◆ Action item: The required lines are those that contain "SurfaceError"; pull them out of the data and copy them.

(Record set)

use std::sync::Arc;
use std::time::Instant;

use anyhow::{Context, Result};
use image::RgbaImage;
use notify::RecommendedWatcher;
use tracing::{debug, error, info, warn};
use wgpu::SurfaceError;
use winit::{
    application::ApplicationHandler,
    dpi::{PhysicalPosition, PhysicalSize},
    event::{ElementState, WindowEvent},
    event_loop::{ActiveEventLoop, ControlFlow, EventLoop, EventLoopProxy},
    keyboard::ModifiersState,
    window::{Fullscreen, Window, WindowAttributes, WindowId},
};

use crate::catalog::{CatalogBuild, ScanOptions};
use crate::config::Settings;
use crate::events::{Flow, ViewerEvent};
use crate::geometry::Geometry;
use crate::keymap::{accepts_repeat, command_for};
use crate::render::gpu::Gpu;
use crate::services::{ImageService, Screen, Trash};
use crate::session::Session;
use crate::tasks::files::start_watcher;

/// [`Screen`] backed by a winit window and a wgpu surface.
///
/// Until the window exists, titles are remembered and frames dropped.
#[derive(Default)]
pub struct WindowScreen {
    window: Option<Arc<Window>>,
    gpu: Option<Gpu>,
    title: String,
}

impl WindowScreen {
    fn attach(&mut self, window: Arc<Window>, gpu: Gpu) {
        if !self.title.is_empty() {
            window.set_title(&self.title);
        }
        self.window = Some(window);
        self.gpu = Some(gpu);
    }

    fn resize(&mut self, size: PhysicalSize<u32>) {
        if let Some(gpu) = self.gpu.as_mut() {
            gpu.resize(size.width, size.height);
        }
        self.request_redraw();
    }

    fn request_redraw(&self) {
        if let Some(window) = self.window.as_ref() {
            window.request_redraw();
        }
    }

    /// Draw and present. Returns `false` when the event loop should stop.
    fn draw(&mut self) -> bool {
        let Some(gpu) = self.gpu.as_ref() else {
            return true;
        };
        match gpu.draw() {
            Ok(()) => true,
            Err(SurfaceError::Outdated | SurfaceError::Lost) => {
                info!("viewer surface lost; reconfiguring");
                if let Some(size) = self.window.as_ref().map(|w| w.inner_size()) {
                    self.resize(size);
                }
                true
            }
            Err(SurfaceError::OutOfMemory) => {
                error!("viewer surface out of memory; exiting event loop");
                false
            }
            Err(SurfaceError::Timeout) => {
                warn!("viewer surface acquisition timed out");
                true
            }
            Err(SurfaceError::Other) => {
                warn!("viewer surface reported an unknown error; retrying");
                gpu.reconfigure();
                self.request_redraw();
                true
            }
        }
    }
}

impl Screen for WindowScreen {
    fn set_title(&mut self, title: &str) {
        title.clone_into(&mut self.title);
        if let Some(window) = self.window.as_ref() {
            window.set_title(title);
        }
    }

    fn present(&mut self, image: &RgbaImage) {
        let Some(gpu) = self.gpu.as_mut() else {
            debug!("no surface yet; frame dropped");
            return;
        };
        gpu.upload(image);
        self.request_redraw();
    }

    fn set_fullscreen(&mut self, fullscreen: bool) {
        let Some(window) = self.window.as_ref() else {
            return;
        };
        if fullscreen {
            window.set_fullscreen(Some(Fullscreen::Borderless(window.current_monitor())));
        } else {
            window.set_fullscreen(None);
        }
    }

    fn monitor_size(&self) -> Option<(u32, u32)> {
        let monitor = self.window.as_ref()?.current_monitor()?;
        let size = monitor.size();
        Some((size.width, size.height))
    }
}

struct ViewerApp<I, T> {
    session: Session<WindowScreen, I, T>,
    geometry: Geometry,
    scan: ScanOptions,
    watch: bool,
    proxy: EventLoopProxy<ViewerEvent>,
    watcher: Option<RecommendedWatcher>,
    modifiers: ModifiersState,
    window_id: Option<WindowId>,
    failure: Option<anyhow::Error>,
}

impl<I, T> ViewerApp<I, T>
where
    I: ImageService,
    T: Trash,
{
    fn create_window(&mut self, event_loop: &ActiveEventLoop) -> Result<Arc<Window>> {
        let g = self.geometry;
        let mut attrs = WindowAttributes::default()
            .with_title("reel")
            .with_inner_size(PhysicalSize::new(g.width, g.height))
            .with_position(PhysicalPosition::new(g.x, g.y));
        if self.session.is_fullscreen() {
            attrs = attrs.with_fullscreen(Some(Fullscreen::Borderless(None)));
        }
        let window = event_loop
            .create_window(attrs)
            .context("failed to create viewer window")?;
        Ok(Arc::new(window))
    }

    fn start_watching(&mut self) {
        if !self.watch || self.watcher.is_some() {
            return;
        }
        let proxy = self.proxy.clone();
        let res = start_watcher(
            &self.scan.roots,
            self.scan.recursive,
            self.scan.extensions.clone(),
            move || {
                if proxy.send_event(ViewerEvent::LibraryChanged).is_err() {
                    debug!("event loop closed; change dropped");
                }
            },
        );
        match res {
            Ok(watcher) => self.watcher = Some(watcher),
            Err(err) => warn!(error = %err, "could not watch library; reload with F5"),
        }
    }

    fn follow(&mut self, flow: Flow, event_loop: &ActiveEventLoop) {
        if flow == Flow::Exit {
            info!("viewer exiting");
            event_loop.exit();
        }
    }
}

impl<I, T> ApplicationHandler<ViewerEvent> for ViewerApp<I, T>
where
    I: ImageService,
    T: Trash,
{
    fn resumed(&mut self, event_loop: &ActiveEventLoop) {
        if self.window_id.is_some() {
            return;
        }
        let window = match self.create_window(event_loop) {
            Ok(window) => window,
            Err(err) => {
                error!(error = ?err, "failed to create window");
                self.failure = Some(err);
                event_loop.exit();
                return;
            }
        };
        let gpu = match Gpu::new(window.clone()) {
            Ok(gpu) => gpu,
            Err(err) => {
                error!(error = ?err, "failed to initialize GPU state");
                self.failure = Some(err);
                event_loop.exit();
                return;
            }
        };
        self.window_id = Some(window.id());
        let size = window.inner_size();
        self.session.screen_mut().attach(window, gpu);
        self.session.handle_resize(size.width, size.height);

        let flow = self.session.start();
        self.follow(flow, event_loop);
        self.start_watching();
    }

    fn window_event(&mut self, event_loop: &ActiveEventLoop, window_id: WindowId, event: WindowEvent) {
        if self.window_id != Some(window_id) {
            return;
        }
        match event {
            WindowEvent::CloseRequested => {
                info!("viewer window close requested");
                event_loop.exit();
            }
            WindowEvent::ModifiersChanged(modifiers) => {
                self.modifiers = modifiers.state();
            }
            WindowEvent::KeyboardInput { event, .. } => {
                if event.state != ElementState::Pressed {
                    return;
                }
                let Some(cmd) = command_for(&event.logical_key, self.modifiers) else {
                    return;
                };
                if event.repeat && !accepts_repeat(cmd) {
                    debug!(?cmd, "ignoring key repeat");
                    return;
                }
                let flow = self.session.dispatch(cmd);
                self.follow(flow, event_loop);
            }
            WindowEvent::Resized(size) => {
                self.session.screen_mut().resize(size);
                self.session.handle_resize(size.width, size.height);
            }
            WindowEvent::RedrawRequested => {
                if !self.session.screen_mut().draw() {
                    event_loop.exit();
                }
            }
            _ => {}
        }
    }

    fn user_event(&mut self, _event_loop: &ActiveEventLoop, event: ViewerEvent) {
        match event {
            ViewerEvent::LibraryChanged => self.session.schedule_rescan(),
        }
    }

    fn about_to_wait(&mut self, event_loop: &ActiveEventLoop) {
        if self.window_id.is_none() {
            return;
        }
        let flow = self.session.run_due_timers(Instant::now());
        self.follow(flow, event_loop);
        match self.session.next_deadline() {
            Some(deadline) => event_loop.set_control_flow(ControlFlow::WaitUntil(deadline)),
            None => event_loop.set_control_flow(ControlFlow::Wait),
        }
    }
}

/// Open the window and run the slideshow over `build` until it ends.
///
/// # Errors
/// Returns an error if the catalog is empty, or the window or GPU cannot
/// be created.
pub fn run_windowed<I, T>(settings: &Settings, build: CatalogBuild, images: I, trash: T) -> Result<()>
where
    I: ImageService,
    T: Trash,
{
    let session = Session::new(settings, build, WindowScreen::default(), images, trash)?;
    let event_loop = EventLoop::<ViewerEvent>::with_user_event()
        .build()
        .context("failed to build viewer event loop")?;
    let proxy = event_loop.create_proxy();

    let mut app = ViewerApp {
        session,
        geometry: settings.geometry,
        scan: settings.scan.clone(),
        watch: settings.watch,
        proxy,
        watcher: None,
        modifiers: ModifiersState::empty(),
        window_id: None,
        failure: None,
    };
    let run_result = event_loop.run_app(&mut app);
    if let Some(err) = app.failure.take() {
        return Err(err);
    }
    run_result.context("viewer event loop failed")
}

(End Record set)
(Record set)

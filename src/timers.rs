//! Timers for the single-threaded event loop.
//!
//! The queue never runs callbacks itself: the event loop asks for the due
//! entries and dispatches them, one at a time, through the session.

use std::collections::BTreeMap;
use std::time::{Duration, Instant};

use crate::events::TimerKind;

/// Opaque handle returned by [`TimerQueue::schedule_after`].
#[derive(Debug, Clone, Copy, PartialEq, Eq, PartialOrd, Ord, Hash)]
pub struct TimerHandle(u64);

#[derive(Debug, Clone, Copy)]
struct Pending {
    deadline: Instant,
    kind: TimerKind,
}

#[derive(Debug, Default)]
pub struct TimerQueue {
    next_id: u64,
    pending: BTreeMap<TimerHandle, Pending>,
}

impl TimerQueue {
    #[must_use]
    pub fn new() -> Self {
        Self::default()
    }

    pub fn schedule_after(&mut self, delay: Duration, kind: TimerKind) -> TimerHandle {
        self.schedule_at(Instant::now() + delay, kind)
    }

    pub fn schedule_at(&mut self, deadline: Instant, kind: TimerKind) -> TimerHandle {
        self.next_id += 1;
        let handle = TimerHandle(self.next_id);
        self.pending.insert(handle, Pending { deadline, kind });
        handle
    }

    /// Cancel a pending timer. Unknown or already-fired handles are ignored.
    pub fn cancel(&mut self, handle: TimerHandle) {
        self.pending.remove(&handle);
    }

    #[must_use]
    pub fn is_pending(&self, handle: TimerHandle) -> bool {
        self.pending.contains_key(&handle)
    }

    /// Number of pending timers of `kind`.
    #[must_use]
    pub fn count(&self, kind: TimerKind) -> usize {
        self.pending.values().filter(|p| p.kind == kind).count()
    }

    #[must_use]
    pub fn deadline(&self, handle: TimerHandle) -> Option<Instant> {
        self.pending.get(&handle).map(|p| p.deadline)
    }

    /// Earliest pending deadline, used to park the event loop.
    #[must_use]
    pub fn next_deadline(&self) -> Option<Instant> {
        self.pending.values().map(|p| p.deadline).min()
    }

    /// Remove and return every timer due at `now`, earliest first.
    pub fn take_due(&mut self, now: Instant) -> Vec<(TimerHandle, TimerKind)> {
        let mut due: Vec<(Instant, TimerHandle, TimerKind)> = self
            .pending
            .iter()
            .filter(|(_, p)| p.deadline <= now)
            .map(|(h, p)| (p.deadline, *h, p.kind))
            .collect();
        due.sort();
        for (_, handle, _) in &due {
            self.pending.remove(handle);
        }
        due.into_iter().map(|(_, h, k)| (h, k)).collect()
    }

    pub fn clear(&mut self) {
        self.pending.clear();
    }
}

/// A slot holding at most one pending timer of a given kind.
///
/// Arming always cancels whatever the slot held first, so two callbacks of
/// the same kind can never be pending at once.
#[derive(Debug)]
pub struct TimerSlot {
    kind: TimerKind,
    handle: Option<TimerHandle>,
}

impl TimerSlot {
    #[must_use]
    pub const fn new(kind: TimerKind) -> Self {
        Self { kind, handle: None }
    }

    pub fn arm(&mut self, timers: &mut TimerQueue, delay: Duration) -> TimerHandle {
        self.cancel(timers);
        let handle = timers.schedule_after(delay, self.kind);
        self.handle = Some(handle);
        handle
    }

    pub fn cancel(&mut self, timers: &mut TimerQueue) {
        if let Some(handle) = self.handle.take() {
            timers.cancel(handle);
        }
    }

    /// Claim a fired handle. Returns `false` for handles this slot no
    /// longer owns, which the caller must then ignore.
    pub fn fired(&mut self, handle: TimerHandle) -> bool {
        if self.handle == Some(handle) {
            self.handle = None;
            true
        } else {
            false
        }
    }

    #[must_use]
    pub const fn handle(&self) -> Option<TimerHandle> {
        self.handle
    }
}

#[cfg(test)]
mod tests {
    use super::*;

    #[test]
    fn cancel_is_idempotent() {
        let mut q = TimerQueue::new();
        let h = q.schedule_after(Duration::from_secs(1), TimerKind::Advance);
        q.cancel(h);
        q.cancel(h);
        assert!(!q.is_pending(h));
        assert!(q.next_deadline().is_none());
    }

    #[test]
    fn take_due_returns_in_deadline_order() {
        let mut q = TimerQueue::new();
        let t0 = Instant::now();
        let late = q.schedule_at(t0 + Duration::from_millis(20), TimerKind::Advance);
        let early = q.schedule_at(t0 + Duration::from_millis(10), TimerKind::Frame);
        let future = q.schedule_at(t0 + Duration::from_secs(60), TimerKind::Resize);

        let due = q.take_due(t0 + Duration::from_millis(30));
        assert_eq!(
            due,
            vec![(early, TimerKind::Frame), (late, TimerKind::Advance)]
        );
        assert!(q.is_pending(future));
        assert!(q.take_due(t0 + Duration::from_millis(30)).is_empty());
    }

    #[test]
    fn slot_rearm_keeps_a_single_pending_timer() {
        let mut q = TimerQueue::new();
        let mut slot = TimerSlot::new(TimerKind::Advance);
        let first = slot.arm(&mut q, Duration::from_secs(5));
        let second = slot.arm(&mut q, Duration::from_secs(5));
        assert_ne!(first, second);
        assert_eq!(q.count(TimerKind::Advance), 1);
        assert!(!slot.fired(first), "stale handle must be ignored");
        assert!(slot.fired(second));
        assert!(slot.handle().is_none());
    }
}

(End Record set)

◆ Answer section:
use wgpu::SurfaceError;
            Err(SurfaceError::Outdated | SurfaceError::Lost) => {
            Err(SurfaceError::OutOfMemory) => {
            Err(SurfaceError::Timeout) => {
            Err(SurfaceError::Other) => {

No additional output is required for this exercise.